What is being asked: Restate every entry word for word.

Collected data
++++++++++

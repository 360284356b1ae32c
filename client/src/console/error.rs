use jetton_minter_core::cell::TonCellError;
use jetton_minter_core::message::TonMessageError;
use jetton_minter_core::TonAddress;
use thiserror::Error;

use crate::contract::TonContractError;
use crate::provider::ChainProviderError;
use crate::ui::UiError;

#[derive(Error, Debug)]
pub enum ConsoleError {
    #[error("{0}")]
    ContractError(#[from] TonContractError),

    #[error("{0}")]
    ProviderError(#[from] ChainProviderError),

    #[error("{0}")]
    UiError(#[from] UiError),

    #[error("{0}")]
    MessageError(#[from] TonMessageError),

    #[error("{0}")]
    CellError(#[from] TonCellError),

    #[error("Last transaction can't be empty on deployed contract {0}")]
    MissingLastTransaction(TonAddress),

    #[error("No state init to deploy {0}")]
    MissingStateInit(TonAddress),
}
use num_bigint::BigUint;

use crate::cell::{Cell, CellBuilder, CellParser};
use crate::keys::{KeyPair, SIGNATURE_LEN};
use crate::message::{load_header, HasOpcode, InvalidMessage, TonMessage, TonMessageError};
use crate::{TonAddress, TonHash};

// crc32('permit query_id:uint64 signature:bits512 payload:^PermitPayload = InternalMsgBody') = 0x6eab7fa0
pub const JETTON_WALLET_PERMIT: u32 = 0x6eab7fa0;

/// Signed part of a permit:
///
/// ```raw
/// permit_payload$_ amount:(VarUInteger 16) destination:MsgAddress
///                  forward_ton_amount:(VarUInteger 16) response_address:MsgAddress
///                  = PermitPayload;
/// ```
#[derive(Clone, Debug, PartialEq)]
pub struct PermitPayload {
    pub amount: BigUint,
    pub destination: TonAddress,
    pub forward_ton_amount: BigUint,
    pub response_address: TonAddress,
}

impl PermitPayload {
    pub fn to_cell(&self) -> Result<Cell, TonMessageError> {
        let mut builder = CellBuilder::new();
        builder
            .store_coins(&self.amount)?
            .store_address(&self.destination)?
            .store_coins(&self.forward_ton_amount)?
            .store_address(&self.response_address)?;
        Ok(builder.build()?)
    }

    fn load(parser: &mut CellParser) -> Result<PermitPayload, TonMessageError> {
        let amount = parser.load_coins()?;
        let destination = parser.load_address()?;
        let forward_ton_amount = parser.load_coins()?;
        let response_address = parser.load_address()?;
        parser.ensure_empty()?;
        Ok(PermitPayload {
            amount,
            destination,
            forward_ton_amount,
            response_address,
        })
    }
}

/// Off-chain signed permission for a jetton wallet to act on `payload`:
///
/// ```raw
/// permit#6eab7fa0 query_id:uint64 signature:bits512 payload:^PermitPayload = InternalMsgBody;
/// ```
///
/// The signature covers the representation hash of the payload cell.
#[derive(Clone, Debug, PartialEq)]
pub struct PermitMessage {
    pub query_id: u64,
    pub signature: Vec<u8>,
    pub payload: PermitPayload,
}

impl PermitMessage {
    pub fn new(payload: PermitPayload, key_pair: &KeyPair) -> Result<Self, TonMessageError> {
        let hash = payload.to_cell()?.cell_hash();
        let signature = key_pair
            .sign(&hash)
            .map_err(|err| TonMessageError::NaclCryptographicError(err.to_string()))?;
        Ok(PermitMessage {
            query_id: 0,
            signature,
            payload,
        })
    }

    pub fn signed_hash(&self) -> Result<TonHash, TonMessageError> {
        Ok(self.payload.to_cell()?.cell_hash())
    }
}

impl TonMessage for PermitMessage {
    fn build(&self) -> Result<Cell, TonMessageError> {
        if self.signature.len() != SIGNATURE_LEN {
            return Err(TonMessageError::InvalidArgument(format!(
                "Signature must be {} bytes, got {}",
                SIGNATURE_LEN,
                self.signature.len()
            )));
        }
        let mut builder = CellBuilder::new();
        builder
            .store_u32(32, Self::opcode())?
            .store_u64(64, self.query_id)?
            .store_slice(&self.signature)?
            .store_child(self.payload.to_cell()?)?;
        Ok(builder.build()?)
    }

    fn parse(cell: &Cell) -> Result<Self, TonMessageError> {
        let mut parser = cell.parser();
        let (opcode, query_id) = load_header(&mut parser)?;
        if opcode != Self::opcode() {
            return Err(TonMessageError::InvalidMessage(InvalidMessage {
                opcode: Some(opcode),
                query_id: Some(query_id),
                message: format!("Unexpected opcode.  {0:08x} expected", Self::opcode()),
            }));
        }
        let signature = parser.load_bytes(SIGNATURE_LEN)?;
        let payload_cell = parser.next_reference()?;
        parser.ensure_empty()?;
        let payload = PermitPayload::load(&mut payload_cell.parser())?;

        Ok(PermitMessage {
            query_id,
            signature,
            payload,
        })
    }
}

impl HasOpcode for PermitMessage {
    fn set_query_id(&mut self, query_id: u64) {
        self.query_id = query_id;
    }

    fn query_id(&self) -> u64 {
        self.query_id
    }

    fn opcode() -> u32 {
        JETTON_WALLET_PERMIT
    }
}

++++++++++

Your response:
repository 360284356b1ae32c
filename client/src/console/error.rs
use jetton_minter_core::cell::TonCellError;
use jetton_minter_core::message::TonMessageError;
use jetton_minter_core::TonAddress;
use thiserror::Error;

use crate::contract::TonContractError;
use crate::provider::ChainProviderError;
use crate::ui::UiError;

#[derive(Error, Debug)]
pub enum ConsoleError {
    #[error("{0}")]
    ContractError(#[from] TonContractError),

    #[error("{0}")]
    ProviderError(#[from] ChainProviderError),

    #[error("{0}")]
    UiError(#[from] UiError),

    #[error("{0}")]
    MessageError(#[from] TonMessageError),

    #[error("{0}")]
    CellError(#[from] TonCellError),

    #[error("Last transaction can't be empty on deployed contract {0}")]
    MissingLastTransaction(TonAddress),

    #[error("No state init to deploy {0}")]
    MissingStateInit(TonAddress),
}
use num_bigint::BigUint;

use crate::cell::{Cell, CellBuilder, CellParser};
use crate::keys::{KeyPair, SIGNATURE_LEN};
use crate::message::{load_header, HasOpcode, InvalidMessage, TonMessage, TonMessageError};
use crate::{TonAddress, TonHash};

// crc32('permit query_id:uint64 signature:bits512 payload:^PermitPayload = InternalMsgBody') = 0x6eab7fa0
pub const JETTON_WALLET_PERMIT: u32 = 0x6eab7fa0;

/// Signed part of a permit:
///
/// ```raw
/// permit_payload$_ amount:(VarUInteger 16) destination:MsgAddress
///                  forward_ton_amount:(VarUInteger 16) response_address:MsgAddress
///                  = PermitPayload;
/// ```
#[derive(Clone, Debug, PartialEq)]
pub struct PermitPayload {
    pub amount: BigUint,
    pub destination: TonAddress,
    pub forward_ton_amount: BigUint,
    pub response_address: TonAddress,
}

impl PermitPayload {
    pub fn to_cell(&self) -> Result<Cell, TonMessageError> {
        let mut builder = CellBuilder::new();
        builder
            .store_coins(&self.amount)?
            .store_address(&self.destination)?
            .store_coins(&self.forward_ton_amount)?
            .store_address(&self.response_address)?;
        Ok(builder.build()?)
    }

    fn load(parser: &mut CellParser) -> Result<PermitPayload, TonMessageError> {
        let amount = parser.load_coins()?;
        let destination = parser.load_address()?;
        let forward_ton_amount = parser.load_coins()?;
        let response_address = parser.load_address()?;
        parser.ensure_empty()?;
        Ok(PermitPayload {
            amount,
            destination,
            forward_ton_amount,
            response_address,
        })
    }
}

/// Off-chain signed permission for a jetton wallet to act on `payload`:
///
/// ```raw
/// permit#6eab7fa0 query_id:uint64 signature:bits512 payload:^PermitPayload = InternalMsgBody;
/// ```
///
/// The signature covers the representation hash of the payload cell.
#[derive(Clone, Debug, PartialEq)]
pub struct PermitMessage {
    pub query_id: u64,
    pub signature: Vec<u8>,
    pub payload: PermitPayload,
}

impl PermitMessage {
    pub fn new(payload: PermitPayload, key_pair: &KeyPair) -> Result<Self, TonMessageError> {
        let hash = payload.to_cell()?.cell_hash();
        let signature = key_pair
            .sign(&hash)
            .map_err(|err| TonMessageError::NaclCryptographicError(err.to_string()))?;
        Ok(PermitMessage {
            query_id: 0,
            signature,
            payload,
        })
    }

    pub fn signed_hash(&self) -> Result<TonHash, TonMessageError> {
        Ok(self.payload.to_cell()?.cell_hash())
    }
}

impl TonMessage for PermitMessage {
    fn build(&self) -> Result<Cell, TonMessageError> {
        if self.signature.len() != SIGNATURE_LEN {
            return Err(TonMessageError::InvalidArgument(format!(
                "Signature must be {} bytes, got {}",
                SIGNATURE_LEN,
                self.signature.len()
            )));
        }
        let mut builder = CellBuilder::new();
        builder
            .store_u32(32, Self::opcode())?
            .store_u64(64, self.query_id)?
            .store_slice(&self.signature)?
            .store_child(self.payload.to_cell()?)?;
        Ok(builder.build()?)
    }

    fn parse(cell: &Cell) -> Result<Self, TonMessageError> {
        let mut parser = cell.parser();
        let (opcode, query_id) = load_header(&mut parser)?;
        if opcode != Self::opcode() {
            return Err(TonMessageError::InvalidMessage(InvalidMessage {
                opcode: Some(opcode),
                query_id: Some(query_id),
                message: format!("Unexpected opcode.  {0:08x} expected", Self::opcode()),
            }));
        }
        let signature = parser.load_bytes(SIGNATURE_LEN)?;
        let payload_cell = parser.next_reference()?;
        parser.ensure_empty()?;
        let payload = PermitPayload::load(&mut payload_cell.parser())?;

        Ok(PermitMessage {
            query_id,
            signature,
            payload,
        })
    }
}

impl HasOpcode for PermitMessage {
    fn set_query_id(&mut self, query_id: u64) {
        self.query_id = query_id;
    }

    fn query_id(&self) -> u64 {
        self.query_id
    }

    fn opcode() -> u32 {
        JETTON_WALLET_PERMIT
    }
}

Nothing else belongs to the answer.